Theodore Twombly, the main character of the movie ‘Her‘, fell in love with a machine called Samantha. He didn’t even need to see her or touch her. It was enough to listen to his voice, which was actually that of actress Scarlett Johansson.
That was science fiction, but little by little we are approaching a point where to fall in love with a machine is no longer. We have been seeing some time with replikathe AI service that allows virtual avatars to become our friends or something else.
That service achieves it with an AI model that generates text, such as chatgpt. Until now we chatted with the machines, but little by little we are beginning to talk to them. Chatgpt’s voice modes precisely give that optionand in fact the company He had to withdraw one of his voices for being too similar to the Scarlett Johansson.
But now an artificial intelligence startup called Skew me has gone one step further. At the end of February the company He published a demonstration of its voice conversational generation model (CSM, by conversation Speech Model), and its impact has been remarkable.
Some users have informed of feeling an emotional connection with the male and female voices of the model (“Maya” and “thousands”). One of them, who published his impressions in Hacker News, explained How “I am even a little worried about whether I start feeling emotionally linked to a voice assistant with this level of so human sound.”
Anyone can try to speak with Maya or thousands Thanks to that demo on the Sesame website.

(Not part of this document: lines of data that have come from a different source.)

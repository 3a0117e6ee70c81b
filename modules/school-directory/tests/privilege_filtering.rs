#![allow(clippy::unwrap_used, clippy::expect_used)]
//! End-to-end filtering behavior against an in-memory `SQLite` database.

use std::sync::Arc;

use sea_orm::{Database, DatabaseConnection, EntityTrait, Set};
use uuid::Uuid;

use rowscope_core::{GrantSet, PrincipalContext};
use rowscope_db::ConnectionSelector;
use school_directory::entities::city;
use school_directory::seed::{SeedIds, init_schema, seed_demo_data};
use school_directory::{DirectoryRepository, data_privilege_settings};

async fn setup() -> (DirectoryRepository, SeedIds) {
    let conn = Database::connect("sqlite::memory:")
        .await
        .expect("connect in-memory sqlite");
    init_schema(&conn).await.expect("create schema");
    let ids = seed_demo_data(&conn).await.expect("seed demo rows");
    let registry = Arc::new(data_privilege_settings().expect("build registry"));
    (DirectoryRepository::new(conn, registry), ids)
}

fn unrestricted_admin() -> PrincipalContext {
    PrincipalContext::builder().account("admin").build()
}

fn beijing_user() -> PrincipalContext {
    PrincipalContext::builder()
        .account("beijing-user")
        .add_grant("city", "Beijing")
        .build()
}

#[tokio::test]
async fn no_descriptor_means_identity() {
    let (repo, _) = setup().await;

    // Students carry no privilege descriptor, so even a principal with an
    // unrelated grant sees every row.
    let students = repo.list_students(&beijing_user()).await.unwrap();
    assert_eq!(students.len(), 2);
}

#[tokio::test]
async fn no_grants_entry_means_full_access() {
    let (repo, _) = setup().await;

    let cities = repo.list_cities(&unrestricted_admin()).await.unwrap();
    assert_eq!(cities.len(), 2);
    let schools = repo.list_schools(&unrestricted_admin()).await.unwrap();
    assert_eq!(schools.len(), 2);
}

#[tokio::test]
async fn grant_restricts_to_matching_rows() {
    let (repo, ids) = setup().await;

    let cities = repo.list_cities(&beijing_user()).await.unwrap();
    assert_eq!(cities.len(), 1);
    assert_eq!(cities[0].id, ids.beijing);
    assert_eq!(cities[0].name, "Beijing");
}

#[tokio::test]
async fn empty_grant_set_matches_no_rows() {
    let (repo, _) = setup().await;

    // An explicit empty set is not the same as no entry: it denies all rows.
    let locked_out = PrincipalContext::builder()
        .account("locked-out")
        .grant_set("city", GrantSet::new())
        .build();

    let cities = repo.list_cities(&locked_out).await.unwrap();
    assert!(cities.is_empty());

    // The same principal keeps full access to types it has no entry for.
    let schools = repo.list_schools(&locked_out).await.unwrap();
    assert_eq!(schools.len(), 2);
}

#[tokio::test]
async fn anonymous_principal_is_denied_on_privileged_types() {
    let (repo, _) = setup().await;

    let anon = PrincipalContext::anonymous();
    assert!(repo.list_cities(&anon).await.unwrap().is_empty());
    assert!(repo.list_schools(&anon).await.unwrap().is_empty());

    // Types without descriptors stay visible even to anonymous callers.
    assert_eq!(repo.list_students(&anon).await.unwrap().len(), 2);
}

#[tokio::test]
async fn widening_grants_never_shrinks_results() {
    let (repo, _) = setup().await;

    let narrow = beijing_user();
    let wide = PrincipalContext::builder()
        .account("wide")
        .add_grant("city", "Beijing")
        .add_grant("city", "Shanghai")
        .build();

    let narrow_cities = repo.list_cities(&narrow).await.unwrap();
    let wide_cities = repo.list_cities(&wide).await.unwrap();
    assert!(narrow_cities.len() <= wide_cities.len());
    for city in &narrow_cities {
        assert!(wide_cities.iter().any(|c| c.id == city.id));
    }
}

#[tokio::test]
async fn joined_query_ands_both_plans() {
    let (repo, ids) = setup().await;

    // Grants on both the school and its joined city agree: the row survives.
    let aligned = PrincipalContext::builder()
        .account("aligned")
        .add_grant("school", "Beijing No.1 High School")
        .add_grant("city", "Beijing")
        .build();
    let schools = repo
        .list_schools_in_granted_cities(&aligned)
        .await
        .unwrap();
    assert_eq!(schools.len(), 1);
    assert_eq!(schools[0].id, ids.beijing_school);

    // The school grant alone would match, but the city grant points at the
    // other city, and both constraints must hold.
    let mismatched = PrincipalContext::builder()
        .account("mismatched")
        .add_grant("school", "Beijing No.1 High School")
        .add_grant("city", "Shanghai")
        .build();
    let schools = repo
        .list_schools_in_granted_cities(&mismatched)
        .await
        .unwrap();
    assert!(schools.is_empty());
}

#[tokio::test]
async fn filtering_is_idempotent_across_calls() {
    let (repo, _) = setup().await;

    let principal = beijing_user();
    let first = repo.list_cities(&principal).await.unwrap();
    let second = repo.list_cities(&principal).await.unwrap();
    assert_eq!(first, second);
}

#[tokio::test]
async fn count_respects_the_same_restriction() {
    let (repo, _) = setup().await;

    assert_eq!(repo.count_cities(&unrestricted_admin()).await.unwrap(), 2);
    assert_eq!(repo.count_cities(&beijing_user()).await.unwrap(), 1);
    assert_eq!(
        repo.count_cities(&PrincipalContext::anonymous())
            .await
            .unwrap(),
        0
    );
}

/// Routes one tenant account to its own database.
struct TenantSelector {
    account: String,
    conn: DatabaseConnection,
}

impl ConnectionSelector for TenantSelector {
    fn select(&self, principal: &PrincipalContext) -> Option<&DatabaseConnection> {
        (principal.account() == Some(self.account.as_str())).then_some(&self.conn)
    }
}

#[tokio::test]
async fn connection_selector_routes_per_principal() {
    let (repo, _) = setup().await;

    // A second database holding one city the default database does not.
    let tenant_conn = Database::connect("sqlite::memory:")
        .await
        .expect("connect tenant sqlite");
    init_schema(&tenant_conn).await.expect("create tenant schema");
    city::Entity::insert(city::ActiveModel {
        id: Set(Uuid::new_v4()),
        name: Set("Guangzhou".to_owned()),
    })
    .exec(&tenant_conn)
    .await
    .expect("insert tenant city");

    let repo = repo.with_connection_selector(Arc::new(TenantSelector {
        account: "tenant".to_owned(),
        conn: tenant_conn,
    }));

    // The selector claims this account, so its queries hit the tenant
    // database while privilege filtering still applies.
    let tenant = PrincipalContext::builder().account("tenant").build();
    let cities = repo.list_cities(&tenant).await.unwrap();
    assert_eq!(cities.len(), 1);
    assert_eq!(cities[0].name, "Guangzhou");

    // Other principals fall back to the default connection.
    let cities = repo.list_cities(&unrestricted_admin()).await.unwrap();
    assert_eq!(cities.len(), 2);
    assert!(cities.iter().all(|c| c.name != "Guangzhou"));
}

#[tokio::test]
async fn majors_filter_independently_of_schools() {
    let (repo, ids) = setup().await;

    let cs_only = PrincipalContext::builder()
        .account("cs-only")
        .add_grant("major", "Computer Science")
        .build();

    let majors = repo.list_majors(&cs_only).await.unwrap();
    assert_eq!(majors.len(), 1);
    assert_eq!(majors[0].id, ids.cs_major);

    // No entry for schools, so those stay fully visible.
    assert_eq!(repo.list_schools(&cs_only).await.unwrap().len(), 2);
}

The only obstacle is that conversations must be in English: these models do not speak other languages at the moment.
I just did it for a few minutes, and the operation of this conversational chatbot is really surprising. The voice is warm and close, but above all I perfectly imitate the way a person would speak. With pauses, doubts or intonation changes. The voice generation is instantaneous, there is no latency, and certainly the sensation is to be having a conversation with another human being. It’s strange, exciting and disturbing at the same time.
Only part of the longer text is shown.